离子交换剂的处理和保存

　　离子交换剂使用前一般要进行处理。干粉状的离子交换剂首先要进行膨化，将干粉在水中充分溶胀，以使离子交换剂颗粒的孔隙增大，具有交换活性的电荷基团充分暴露出来。而后用水悬浮去除杂质和细小颗粒。再用酸碱分别浸泡，每一种试剂处理后要用水洗至中性，再用另一种试剂处理，最后再用水洗至中性，这是为了进一步去除杂质，并使离子交换剂带上需要的平衡离子。市售的离子交换剂中通常阳离子交换剂为Na型(即平衡离子是Na离子)，阴离子交换剂为Cl型，因为通常这样比较稳定。处理时一般阳离子交换剂最后用碱处理，阴离子交换剂最后用酸处理。常用的酸是HCl，碱是NaOH或再加一定的NaCl，这样处理后阳离子交换剂为Na型，阴离子交换剂为Cl型。使用的酸碱浓度一般小于0.5 mol / L，浸泡时间一般30 min。处理时应注意酸碱浓度不宜过高、处理时间不宜过长、温度不宜过高，以免离子交换剂被破坏。另外要注意的是离子交换剂使用前要排除气泡，否则会影响分离效果。

　　离子交换剂的再生是指对使用过的离子交换剂进行处理，使其恢复原来性状的过程。前面介绍的酸碱交替浸泡的处理方法就可以使离子交换剂再生。离子交换剂的转型是指离子交换剂由一种平衡离子转为另一种平衡离子的过程。如对阴离子交换剂用HCl处理可将其转为Cl型，用NaOH处理可转为OH型，用甲酸钠处理可转为甲酸型等等。对离子交换剂的处理、再生和转型的目的是一致的，都是为了使离子交换剂带上所需的平衡离子。

　　前面已经介绍了，离子交换层析就是通过离子交换剂上的平衡离子与样品中的组分离子进行可逆的交换而实现分离的目的，因此在离子交换层析前要注意使离子交换剂带上合适的平衡离子，使平衡离子能与样品中的组分离子进行有效的交换。如果平衡离子与离子交换剂结合力过强，会造成组分离子难以与交换剂结合而使交换容量降低。另外还要保证平衡离子不对样品组分有明显影响。因为在分离过程中，平衡离子被置换到流动相中，它不能对样品组分有污染或破坏。

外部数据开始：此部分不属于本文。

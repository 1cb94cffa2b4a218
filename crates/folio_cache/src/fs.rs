//! Filesystem-backed cache store.
//!
//! Each entry is one postcard-encoded file named by the BLAKE3 digest of
//! its key. An in-memory store sits in front so repeated lookups do not
//! touch the disk.

use crate::key::CacheKey;
use crate::store::{CacheEntry, CacheError, CacheStore, MemoryStore, StoreStats};
use folio_events::{CanonicalDecode, CanonicalEncode};
use serde::{Deserialize, Serialize};
use std::io::{ErrorKind, Write};
use std::path::{Path, PathBuf};
use std::sync::{Arc, Mutex, PoisonError};
use tracing::debug;

const ENTRY_EXTENSION: &str = "entry";

/// File store configuration
#[derive(Debug, Clone, PartialEq, Eq, Serialize, Deserialize)]
pub struct FsStoreConfig {
    /// Directory holding entry files
    pub dir: PathBuf,
}

impl Default for FsStoreConfig {
    fn default() -> Self {
        Self {
            dir: PathBuf::from(".folio/cache"),
        }
    }
}

impl FsStoreConfig {
    /// Set the directory
    #[must_use]
    pub fn with_dir(mut self, dir: impl Into<PathBuf>) -> Self {
        self.dir = dir.into();
        self
    }
}

/// Persistent cache store backed by a directory
#[derive(Debug)]
pub struct FsStore {
    memory: MemoryStore,
    dir: PathBuf,
    // orders publish + front update so disk and memory agree on the last writer
    publish: Mutex<()>,
}

impl FsStore {
    /// Open the store, creating its directory if needed
    ///
    /// # Errors
    ///
    /// Returns error if the directory cannot be created
    pub fn open(config: FsStoreConfig) -> Result<Self, CacheError> {
        std::fs::create_dir_all(&config.dir).map_err(|e| CacheError::Io {
            reason: format!("failed to create cache directory {}: {}", config.dir.display(), e),
        })?;
        Ok(Self {
            memory: MemoryStore::new(),
            dir: config.dir,
            publish: Mutex::new(()),
        })
    }

    /// Directory holding entry files
    #[must_use]
    pub fn dir(&self) -> &Path {
        &self.dir
    }

    fn entry_path(&self, key: &CacheKey) -> PathBuf {
        self.dir
            .join(format!("{}.{}", key.digest().to_hex(), ENTRY_EXTENSION))
    }

    fn read_entry(path: &Path) -> Result<Option<CacheEntry>, CacheError> {
        let bytes = match std::fs::read(path) {
            Ok(bytes) => bytes,
            Err(e) if e.kind() == ErrorKind::NotFound => return Ok(None),
            Err(e) => {
                return Err(CacheError::Io {
                    reason: format!("failed to read {}: {}", path.display(), e),
                });
            }
        };
        CacheEntry::decode(&bytes)
            .map(Some)
            .map_err(|e| CacheError::Encoding {
                reason: format!("{}: {}", path.display(), e),
            })
    }

    fn entry_files(&self) -> Result<Vec<PathBuf>, CacheError> {
        let dir = std::fs::read_dir(&self.dir).map_err(|e| CacheError::Io {
            reason: format!("failed to list {}: {}", self.dir.display(), e),
        })?;
        let mut files = Vec::new();
        for item in dir {
            let path = item
                .map_err(|e| CacheError::Io {
                    reason: e.to_string(),
                })?
                .path();
            if path.extension().and_then(|ext| ext.to_str()) == Some(ENTRY_EXTENSION) {
                files.push(path);
            }
        }
        Ok(files)
    }
}

impl CacheStore for FsStore {
    fn get(&self, key: &CacheKey) -> Result<Option<Arc<CacheEntry>>, CacheError> {
        if let Some(entry) = self.memory.get(key)? {
            return Ok(Some(entry));
        }

        let Some(entry) = Self::read_entry(&self.entry_path(key))? else {
            return Ok(None);
        };
        if &entry.key != key {
            return Err(CacheError::KeyMismatch {
                expected: key.to_string(),
                found: entry.key.to_string(),
            });
        }
        debug!(key = %key, "cache entry loaded from disk");
        let entry = Arc::new(entry);
        self.memory.insert_shared(Arc::clone(&entry));
        Ok(Some(entry))
    }

    fn put(&self, entry: CacheEntry) -> Result<(), CacheError> {
        let bytes = entry.encode().map_err(|e| CacheError::Encoding {
            reason: e.to_string(),
        })?;
        let path = self.entry_path(&entry.key);
        let io_error = |e: std::io::Error| CacheError::Io {
            reason: format!("failed to write {}: {}", path.display(), e),
        };

        // each put stages its own file so concurrent writers never share one
        let mut staging = tempfile::NamedTempFile::new_in(&self.dir).map_err(io_error)?;
        staging.write_all(&bytes).map_err(io_error)?;

        let _publish = self.publish.lock().unwrap_or_else(PoisonError::into_inner);
        staging.persist(&path).map_err(|e| io_error(e.error))?;
        self.memory.put(entry)
    }

    fn remove(&self, key: &CacheKey) -> Result<bool, CacheError> {
        let in_memory = self.memory.remove(key)?;
        let on_disk = match std::fs::remove_file(self.entry_path(key)) {
            Ok(()) => true,
            Err(e) if e.kind() == ErrorKind::NotFound => false,
            Err(e) => {
                return Err(CacheError::Io {
                    reason: e.to_string(),
                });
            }
        };
        Ok(in_memory || on_disk)
    }

    fn keys(&self) -> Result<Vec<CacheKey>, CacheError> {
        let mut keys = Vec::new();
        for path in self.entry_files()? {
            if let Some(entry) = Self::read_entry(&path)? {
                keys.push(entry.key);
            }
        }
        Ok(keys)
    }

    fn len(&self) -> usize {
        self.entry_files()
            .map(|files| files.len())
            .unwrap_or_else(|_| self.memory.len())
    }

    fn stats(&self) -> StoreStats {
        let mut stats = self.memory.stats();
        stats.entry_count = self.len();
        stats
    }
}
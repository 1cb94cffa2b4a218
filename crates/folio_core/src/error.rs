//! Core error types for FOLIO.

use std::fmt;

/// Core result type
pub type CoreResult<T> = Result<T, CoreError>;

/// Core error type
#[derive(Debug, Clone, PartialEq, Eq)]
pub enum CoreError {
    /// Unresolved parameter placeholder
    UnresolvedParameter {
        /// Placeholder name
        name: String,
    },

    /// Parse error
    ParseError {
        /// Parser message
        message: String,
    },
}

impl fmt::Display for CoreError {
    fn fmt(&self, f: &mut fmt::Formatter<'_>) -> fmt::Result {
        match self {
            Self::UnresolvedParameter { name } => {
                write!(f, "Unresolved parameter placeholder {{{}}}", name)
            }
            Self::ParseError { message } => write!(f, "Parse error: {}", message),
        }
    }
}

impl std::error::Error for CoreError {}

impl From<serde_json::Error> for CoreError {
    fn from(err: serde_json::Error) -> Self {
        Self::ParseError {
            message: err.to_string(),
        }
    }
}
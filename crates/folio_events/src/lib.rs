//! FOLIO Event Stream
//!
//! Structured document events passed push-style between pipeline stages,
//! with balance validation, recording/replay, canonical encoding for the
//! cache, and an adapter for producers that only emit flat attributes.

#![warn(missing_docs)]
#![warn(clippy::all)]

pub mod adapter;
pub mod balance;
pub mod buffer;
pub mod encoding;
pub mod event;
pub mod handler;

pub use adapter::NamespaceAdapter;
pub use balance::{BalanceReport, BalanceTracker, BalanceValidator};
pub use buffer::EventBuffer;
pub use encoding::{CanonicalDecode, CanonicalEncode, DecodeError, EncodeError};
pub use event::{Attribute, Event, EventKind, QName};
pub use handler::{ContentHandler, NullHandler, StreamError, Tee};
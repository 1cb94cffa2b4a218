//! Content hashes used for cache keys, digest validities and file naming.
//!
//! Uses BLAKE3 for all hashing operations.

use serde::{Deserialize, Serialize};
use std::fmt;

/// A BLAKE3 hash (256 bits / 32 bytes)
#[derive(Debug, Clone, Copy, PartialEq, Eq, Hash, PartialOrd, Ord, Serialize, Deserialize)]
pub struct Hash([u8; 32]);

impl Hash {
    /// The number of bytes in a hash
    pub const LEN: usize = 32;

    /// Compute BLAKE3 hash of data
    #[must_use]
    pub fn compute(data: &[u8]) -> Self {
        Self(*blake3::hash(data).as_bytes())
    }

    /// Compute a hash over several parts.
    ///
    /// Every part is length-prefixed, so `["ab", "c"]` and `["a", "bc"]`
    /// produce different hashes.
    #[must_use]
    pub fn compute_parts<I, P>(parts: I) -> Self
    where
        I: IntoIterator<Item = P>,
        P: AsRef<[u8]>,
    {
        let mut hasher = blake3::Hasher::new();
        for part in parts {
            let part = part.as_ref();
            hasher.update(&(part.len() as u64).to_le_bytes());
            hasher.update(part);
        }
        Self(*hasher.finalize().as_bytes())
    }

    /// The all-zero hash
    #[must_use]
    pub const fn empty() -> Self {
        Self([0u8; 32])
    }

    /// Get as bytes
    #[must_use]
    pub const fn as_bytes(&self) -> &[u8; 32] {
        &self.0
    }

    /// Convert to hex string
    #[must_use]
    pub fn to_hex(&self) -> String {
        hex::encode(self.0)
    }
}

impl Default for Hash {
    fn default() -> Self {
        Self::empty()
    }
}

impl fmt::Display for Hash {
    fn fmt(&self, f: &mut fmt::Formatter<'_>) -> fmt::Result {
        write!(f, "{}", self.to_hex())
    }
}

impl AsRef<[u8]> for Hash {
    fn as_ref(&self) -> &[u8] {
        &self.0
    }
}

impl From<[u8; 32]> for Hash {
    fn from(bytes: [u8; 32]) -> Self {
        Self(bytes)
    }
}
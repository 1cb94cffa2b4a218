//! Stage factories and providers.
//!
//! Stage types are registered by id together with a constructor. The
//! registry doubles as the catalog the tree builder checks stage
//! declarations against, so an unknown type fails at build time.

use crate::error::ProcessingError;
use crate::stage::{Sink, Source, StageInstance, Transform};
use folio_core::Parameters;
use folio_plan::{StageCatalog, StageNode, StageRole};
use indexmap::IndexMap;
use std::sync::Arc;
use tracing::trace;

/// Arguments handed to a stage constructor
#[derive(Debug, Clone, Copy)]
pub struct StageArgs<'a> {
    /// Stage parameters with placeholders resolved
    pub params: &'a Parameters,
    /// Request path
    pub path: &'a str,
    /// Request parameters
    pub request: &'a Parameters,
}

impl StageArgs<'_> {
    /// Required stage parameter
    ///
    /// # Errors
    ///
    /// Returns [`ProcessingError::StageInit`] naming `type_id` if absent
    pub fn require(&self, type_id: &str, name: &str) -> Result<&str, ProcessingError> {
        self.params.get(name).ok_or_else(|| ProcessingError::StageInit {
            type_id: type_id.to_string(),
            message: format!("missing parameter '{}'", name),
        })
    }
}

type Factory = Arc<dyn Fn(&StageArgs<'_>) -> Result<StageInstance, ProcessingError> + Send + Sync>;

/// Hands out stage instances for one execution and takes them back
pub trait StageProvider: Send + Sync {
    /// Create or reuse a stage for `node`
    ///
    /// # Errors
    ///
    /// Returns error if the type is unknown or construction fails
    fn acquire(&self, node: &StageNode, args: &StageArgs<'_>) -> Result<StageInstance, ProcessingError>;

    /// Take a stage back; called exactly once per acquired stage
    fn release(&self, type_id: &str, stage: StageInstance);
}

/// Registration-based stage factory map
#[derive(Clone, Default)]
pub struct StageRegistry {
    factories: IndexMap<(StageRole, String), Factory>,
}

impl StageRegistry {
    /// Create an empty registry
    #[must_use]
    pub fn new() -> Self {
        Self::default()
    }

    /// Registry with the built-in stages
    #[must_use]
    pub fn with_builtins() -> Self {
        let mut registry = Self::new();
        crate::builtin::register(&mut registry);
        registry
    }

    /// Register a source type
    pub fn register_source<F, S>(&mut self, type_id: &str, factory: F)
    where
        F: Fn(&StageArgs<'_>) -> Result<S, ProcessingError> + Send + Sync + 'static,
        S: Source + 'static,
    {
        self.insert(StageRole::Source, type_id, move |args| {
            factory(args).map(|stage| StageInstance::Source(Box::new(stage)))
        });
    }

    /// Register a transform type
    pub fn register_transform<F, T>(&mut self, type_id: &str, factory: F)
    where
        F: Fn(&StageArgs<'_>) -> Result<T, ProcessingError> + Send + Sync + 'static,
        T: Transform + 'static,
    {
        self.insert(StageRole::Transform, type_id, move |args| {
            factory(args).map(|stage| StageInstance::Transform(Box::new(stage)))
        });
    }

    /// Register a sink type
    pub fn register_sink<F, S>(&mut self, type_id: &str, factory: F)
    where
        F: Fn(&StageArgs<'_>) -> Result<S, ProcessingError> + Send + Sync + 'static,
        S: Sink + 'static,
    {
        self.insert(StageRole::Sink, type_id, move |args| {
            factory(args).map(|stage| StageInstance::Sink(Box::new(stage)))
        });
    }

    fn insert<F>(&mut self, role: StageRole, type_id: &str, factory: F)
    where
        F: Fn(&StageArgs<'_>) -> Result<StageInstance, ProcessingError> + Send + Sync + 'static,
    {
        self.factories
            .insert((role, type_id.to_string()), Arc::new(factory));
    }

    /// Registered `(role, type id)` pairs
    pub fn types(&self) -> impl Iterator<Item = (StageRole, &str)> {
        self.factories
            .keys()
            .map(|(role, type_id)| (*role, type_id.as_str()))
    }

    /// Construct a stage
    ///
    /// # Errors
    ///
    /// Returns error if no factory is registered or construction fails
    pub fn create(
        &self,
        role: StageRole,
        type_id: &str,
        args: &StageArgs<'_>,
    ) -> Result<StageInstance, ProcessingError> {
        let factory = self
            .factories
            .get(&(role, type_id.to_string()))
            .ok_or_else(|| ProcessingError::UnknownStage {
                role: role.to_string(),
                type_id: type_id.to_string(),
            })?;
        factory(args)
    }
}

impl StageCatalog for StageRegistry {
    fn contains(&self, role: StageRole, type_id: &str) -> bool {
        self.factories.contains_key(&(role, type_id.to_string()))
    }
}

impl StageProvider for StageRegistry {
    fn acquire(&self, node: &StageNode, args: &StageArgs<'_>) -> Result<StageInstance, ProcessingError> {
        self.create(node.role, &node.type_id, args)
    }

    fn release(&self, type_id: &str, mut stage: StageInstance) {
        stage.recycle();
        trace!(type_id, role = %stage.role(), "stage released");
    }
}

impl std::fmt::Debug for StageRegistry {
    fn fmt(&self, f: &mut std::fmt::Formatter<'_>) -> std::fmt::Result {
        f.debug_list()
            .entries(self.factories.keys().map(|(role, id)| format!("{}:{}", role, id)))
            .finish()
    }
}
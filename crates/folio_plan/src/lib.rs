//! FOLIO Planner
//!
//! Builds the immutable node tree a site is served from: stages, selects,
//! containers and views, with every view linked to the stage it hangs off
//! before the first request runs.

#![warn(missing_docs)]
#![warn(clippy::all)]

pub mod builder;
pub mod config;
pub mod error;
pub mod select;
pub mod tree;

pub use builder::{StageCatalog, TreeBuilder};
pub use config::{ConfigKind, ConfigNode, Location};
pub use error::{ConfigError, ConfigResult};
pub use select::{
    Branch, Discriminant, Dispatch, EvalContext, Language, LanguageRegistry, SelectNode, SwitchLanguage, Test,
    TestLanguage,
};
pub use tree::{Node, NodeTree, Splice, StageNode, StageRole, ViewAnchor, ViewBinding, ViewNode, ViewRegistry};
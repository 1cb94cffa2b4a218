#![no_main]
use folio_events::balance;
use folio_events::encoding::{CanonicalDecode, CanonicalEncode};
use folio_events::EventBuffer;
use libfuzzer_sys::fuzz_target;

fuzz_target!(|data: &[u8]| {
    // Stored cache entries come back through this path
    if let Ok(buffer) = EventBuffer::decode(data) {
        let _ = balance::validate(buffer.events());
        if let Ok(encoded) = buffer.encode() {
            assert_eq!(EventBuffer::decode(&encoded).ok(), Some(buffer));
        }
    }
});
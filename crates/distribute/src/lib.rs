//! Mimir distribution engine.
//!
//! Derives one view per assigned worker from the pass's `ClusterConfig`, suppresses views
//! identical to the last one a worker acknowledged, and pushes the rest concurrently.

#![forbid(unsafe_code)]

use std::time::Instant;

use futures::future::join_all;
use mimir_core::{
    content_hash, hash_hex, AssignedUnit, Assignment, Capabilities, ClusterConfig, DependencyKind, PushFailed, Pusher,
    RenderedView, TlsMaterial, UnitId, WorkerRole,
};
use rustc_hash::FxHashMap;
use serde_json::{json, Map, Value};
use tracing::{debug, info, warn};

/// Config sections only workers holding one of the listed roles receive.
const ROLE_SECTIONS: &[(&str, &[WorkerRole])] = &[
    ("ingester", &[WorkerRole::Ingester]),
    ("distributor", &[WorkerRole::Distributor]),
    ("ruler", &[WorkerRole::Ruler]),
    ("ruler_storage", &[WorkerRole::Ruler]),
    ("alertmanager", &[WorkerRole::Alertmanager]),
    ("alertmanager_storage", &[WorkerRole::Alertmanager]),
    ("compactor", &[WorkerRole::Compactor]),
];

#[derive(Debug, Clone, Default, PartialEq, Eq)]
pub struct Distribution {
    pub pushed: Vec<UnitId>,
    pub skipped: Vec<UnitId>,
    pub failures: Vec<PushFailed>,
}

/// Owns the last-acknowledged view hash per worker; the only state kept across passes.
#[derive(Debug, Default)]
pub struct Distributor {
    last: FxHashMap<UnitId, u64>,
}

impl Distributor {
    pub fn new() -> Self { Self::default() }

    pub fn last_pushed(&self, unit: &str) -> Option<u64> { self.last.get(unit).copied() }

    pub fn cached_units(&self) -> usize { self.last.len() }

    pub async fn distribute(
        &mut self,
        config: &ClusterConfig,
        assignment: &Assignment,
        caps: &Capabilities,
        pusher: &dyn Pusher,
    ) -> Distribution {
        let started = Instant::now();
        let before = self.last.len();
        self.last.retain(|unit, _| assignment.units.contains_key(unit));
        if self.last.len() != before {
            debug!(pruned = before - self.last.len(), "dropped cache entries for departed workers");
        }

        let mut out = Distribution::default();
        let mut pending = Vec::new();
        for (unit, assigned) in &assignment.units {
            match build_view(config, unit, assigned, caps) {
                Ok(view) if self.last.get(unit) == Some(&view.hash) => {
                    metrics::counter!("distribute_skip_total", 1u64);
                    out.skipped.push(unit.clone());
                }
                Ok(view) => pending.push(view),
                Err(reason) => {
                    warn!(unit = %unit, %reason, "worker view could not be built");
                    out.failures.push(PushFailed { unit: unit.clone(), reason });
                }
            }
        }

        let results = join_all(pending.iter().map(|view| async move { (view, pusher.push(view).await) })).await;
        for (view, res) in results {
            match res {
                Ok(()) => {
                    metrics::counter!("distribute_push_total", 1u64);
                    info!(unit = %view.unit_id, hash = %hash_hex(view.hash), "view pushed");
                    self.last.insert(view.unit_id.clone(), view.hash);
                    out.pushed.push(view.unit_id.clone());
                }
                Err(e) => {
                    metrics::counter!("distribute_push_err_total", 1u64);
                    warn!(unit = %view.unit_id, error = %e, "push failed");
                    out.failures.push(PushFailed { unit: view.unit_id.clone(), reason: e.to_string() });
                }
            }
        }

        out.pushed.sort();
        out.skipped.sort();
        out.failures.sort_by(|a, b| a.unit.cmp(&b.unit));
        metrics::histogram!("distribute_ms", started.elapsed().as_secs_f64() * 1000.0);
        out
    }
}

/// Build the serialized view for one worker. Errors only when the config cannot be encoded.
pub fn build_view(
    config: &ClusterConfig,
    unit: &str,
    assigned: &AssignedUnit,
    caps: &Capabilities,
) -> Result<RenderedView, String> {
    let roles: Vec<WorkerRole> = assigned.roles.iter().copied().collect();
    let target = roles.iter().map(|r| r.target_name()).collect::<Vec<_>>().join(",");

    let mut doc = match &config.document {
        Value::Object(m) => m.clone(),
        _ => Map::new(),
    };
    for (section, holders) in ROLE_SECTIONS {
        if !holders.iter().any(|r| assigned.roles.contains(r)) {
            doc.remove(*section);
        }
    }
    doc.insert("target".into(), Value::String(target.clone()));
    let doc = Value::Object(doc);
    let config_yaml = serde_yaml::to_string(&doc).map_err(|e| format!("encode config: {}", e))?;

    let tls = caps.ready(DependencyKind::Certificates).and_then(|p| {
        Some(TlsMaterial {
            certificate: p.get("certificate")?.clone(),
            private_key: p.get("private_key")?.clone(),
            ca: p.get("ca")?.clone(),
        })
    });
    let tls_fingerprint = tls.as_ref().map(|t| {
        let mut all = String::new();
        for part in [&t.certificate, &t.private_key, &t.ca] {
            all.push_str(part);
            all.push('\0');
        }
        hash_hex(content_hash(all.as_bytes()))
    });
    let tracing_endpoint = caps.ready(DependencyKind::Tracing).and_then(|p| p.get("endpoint")).cloned();
    let logging: Vec<&String> = caps.ready(DependencyKind::Logging).map(|p| p.values().collect()).unwrap_or_default();

    let body_value = json!({
        "unit": unit,
        "address": assigned.address,
        "roles": roles,
        "target": target,
        "config": doc,
        "tls_fingerprint": tls_fingerprint,
        "tracing_endpoint": tracing_endpoint,
        "logging_endpoints": logging,
    });
    let body = serde_json::to_string(&body_value).map_err(|e| format!("encode view: {}", e))?;
    let hash = content_hash(body.as_bytes());

    Ok(RenderedView { unit_id: unit.to_string(), address: assigned.address.clone(), roles, config_yaml, body, tls, hash })
}
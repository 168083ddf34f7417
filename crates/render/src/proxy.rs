//! Reverse-proxy (nginx) configuration text for the coordinator's gateway.

use std::fmt::Write as _;

use mimir_core::{Assignment, WorkerRole};

pub const PROXY_CERT_PATH: &str = "/etc/nginx/certs/server.cert";
pub const PROXY_KEY_PATH: &str = "/etc/nginx/certs/server.key";
pub const PROXY_PORT: u16 = 8080;

/// One nginx directive; `block` is `Some` for `name args { ... }` forms.
#[derive(Debug, Clone)]
struct Directive {
    name: String,
    args: Vec<String>,
    block: Option<Vec<Directive>>,
}

fn d(name: &str, args: &[&str]) -> Directive {
    Directive { name: name.into(), args: args.iter().map(|a| a.to_string()).collect(), block: None }
}

fn b(name: &str, args: &[&str], block: Vec<Directive>) -> Directive {
    Directive { block: Some(block), ..d(name, args) }
}

fn quote(arg: &str) -> String {
    if arg.is_empty() {
        "''".into()
    } else if arg.contains(char::is_whitespace) && !arg.starts_with('\'') {
        format!("'{}'", arg)
    } else {
        arg.to_string()
    }
}

fn write_block(out: &mut String, items: &[Directive], depth: usize) {
    let pad = "    ".repeat(depth);
    for item in items {
        let _ = write!(out, "{}{}", pad, quote(&item.name));
        for a in &item.args {
            let _ = write!(out, " {}", quote(a));
        }
        match &item.block {
            None => out.push_str(";\n"),
            Some(inner) => {
                out.push_str(" {\n");
                write_block(out, inner, depth + 1);
                let _ = writeln!(out, "{}}}", pad);
            }
        }
    }
}

fn proxy_pass(scheme: &str, upstream: &str) -> Directive { d("proxy_pass", &[format!("{}://{}", scheme, upstream).as_str()]) }

fn location(args: &[&str], scheme: &str, upstream: &str) -> Directive { b("location", args, vec![proxy_pass(scheme, upstream)]) }

/// Location blocks routed to a role's upstream; empty for roles the gateway does not expose.
fn role_locations(role: WorkerRole, scheme: &str) -> Vec<Directive> {
    let up = role.as_str();
    match role {
        WorkerRole::Distributor => ["/distributor", "/api/v1/push", "/otlp/v1/metrics"]
            .into_iter()
            .map(|p| location(&[p], scheme, up))
            .collect(),
        WorkerRole::Alertmanager => ["/alertmanager", "/multitenant_alertmanager/status", "/api/v1/alerts"]
            .into_iter()
            .map(|p| location(&[p], scheme, up))
            .collect(),
        WorkerRole::Ruler => vec![
            location(&["/prometheus/config/v1/rules"], scheme, up),
            location(&["/prometheus/api/v1/rules"], scheme, up),
            location(&["/prometheus/api/v1/alerts"], scheme, up),
            location(&["=", "/ruler/ring"], scheme, up),
        ],
        WorkerRole::QueryFrontend => vec![
            location(&["/prometheus"], scheme, up),
            location(&["=", "/api/v1/status/buildinfo"], scheme, up),
        ],
        WorkerRole::Compactor => vec![location(&["=", "/api/v1/upload/block/"], scheme, up)],
        _ => Vec::new(),
    }
}

fn basic_locations() -> Vec<Directive> {
    vec![
        b("location", &["=", "/"], vec![d("return", &["200", "'OK'"]), d("auth_basic", &["off"])]),
        b("location", &["=", "/status"], vec![d("stub_status", &[])]),
    ]
}

/// Render the gateway config: one upstream per assigned role and the matching locations.
pub fn render(assignment: &Assignment, tls: bool, server_name: &str, worker_port: u16) -> String {
    let scheme = if tls { "https" } else { "http" };

    let mut http = Vec::new();
    for (role, unit) in &assignment.by_role {
        let Some(addr) = assignment.units.get(unit).map(|u| u.address.as_str()).filter(|a| !a.is_empty()) else {
            continue;
        };
        http.push(b("upstream", &[role.as_str()], vec![d("server", &[format!("{}:{}", addr, worker_port).as_str()])]));
    }
    http.extend([
        d("client_body_temp_path", &["/tmp/client_temp"]),
        d("proxy_temp_path", &["/tmp/proxy_temp_path"]),
        d("default_type", &["application/octet-stream"]),
        b("map", &["$status", "$loggable"], vec![d("~^[23]", &["0"]), d("default", &["1"])]),
        d("access_log", &["/dev/stderr"]),
        d("sendfile", &["on"]),
        d("tcp_nopush", &["on"]),
        d("resolver", &["kube-dns.kube-system.svc.cluster.local."]),
        b(
            "map",
            &["$http_x_scope_orgid", "$ensured_x_scope_orgid"],
            vec![d("default", &["$http_x_scope_orgid"]), d("", &["anonymous"])],
        ),
        d("proxy_read_timeout", &["300"]),
    ]);

    let port = PROXY_PORT.to_string();
    let mut server = if tls {
        vec![
            d("listen", &["443", "ssl"]),
            d("listen", &["[::]:443", "ssl"]),
            d("server_name", &[server_name]),
            d("ssl_certificate", &[PROXY_CERT_PATH]),
            d("ssl_certificate_key", &[PROXY_KEY_PATH]),
            d("ssl_protocols", &["TLSv1.2", "TLSv1.3"]),
            d("ssl_ciphers", &["HIGH:!aNULL:!MD5"]),
        ]
    } else {
        vec![d("listen", &[port.as_str()]), d("listen", &[format!("[::]:{}", port).as_str()])]
    };
    server.push(d("proxy_set_header", &["X-Scope-OrgID", "$ensured_x_scope_orgid"]));
    server.extend(basic_locations());
    for role in assignment.by_role.keys() {
        server.extend(role_locations(*role, scheme));
    }
    http.push(b("server", &[], server));

    let top = vec![
        d("worker_processes", &["5"]),
        d("error_log", &["/dev/stderr", "error"]),
        d("pid", &["/tmp/nginx.pid"]),
        d("worker_rlimit_nofile", &["8192"]),
        b("events", &[], vec![d("worker_connections", &["4096"])]),
        b("http", &[], http),
    ];
    let mut out = String::new();
    write_block(&mut out, &top, 0);
    out
}

#[cfg(test)]
mod tests {
    use super::*;
    use mimir_core::AssignedUnit;

    fn assign(pairs: &[(WorkerRole, &str)]) -> Assignment {
        let mut a = Assignment::default();
        for (role, unit) in pairs {
            a.by_role.insert(*role, unit.to_string());
            a.units
                .entry(unit.to_string())
                .or_insert_with(|| AssignedUnit { address: format!("{}.local", unit), ..Default::default() })
                .roles
                .insert(*role);
        }
        a
    }

    #[test]
    fn upstreams_and_locations_follow_assignment() {
        let a = assign(&[(WorkerRole::Distributor, "w0"), (WorkerRole::Querier, "w1")]);
        let text = render(&a, false, "mimir", 8080);
        assert!(text.contains("upstream distributor {\n        server w0.local:8080;\n    }"));
        assert!(text.contains("upstream querier {"));
        assert!(text.contains("location /api/v1/push {\n            proxy_pass http://distributor;"));
        assert!(!text.contains("/prometheus/api/v1/rules"));
        assert!(text.contains("location = /status {"));
        assert!(text.contains("listen 8080;"));
        assert!(text.contains("'' anonymous;"));
    }

    #[test]
    fn tls_switches_scheme_and_listener() {
        let a = assign(&[(WorkerRole::Ruler, "w0")]);
        let text = render(&a, true, "mimir.cos.svc.cluster.local", 8080);
        assert!(text.contains("listen 443 ssl;"));
        assert!(text.contains("server_name mimir.cos.svc.cluster.local;"));
        assert!(text.contains("proxy_pass https://ruler;"));
        assert!(text.contains("location = /ruler/ring {"));
    }
}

如在制备过程中用到的离子交换剂的平衡离子是H或OH离子，因为其它离子都会对纯水有污染。但是在分离蛋白质时，一般不能使用H或OH型离子交换剂，因为分离过程中H或OH离子被置换出来都会改变层析柱内pH值，影响分离效果，甚至引起蛋白质的变性。

　　离子交换剂保存时应首先处理洗净蛋白等杂质，并加入适当的防腐剂，一般加入0.02 %的叠氮钠，4℃下保存。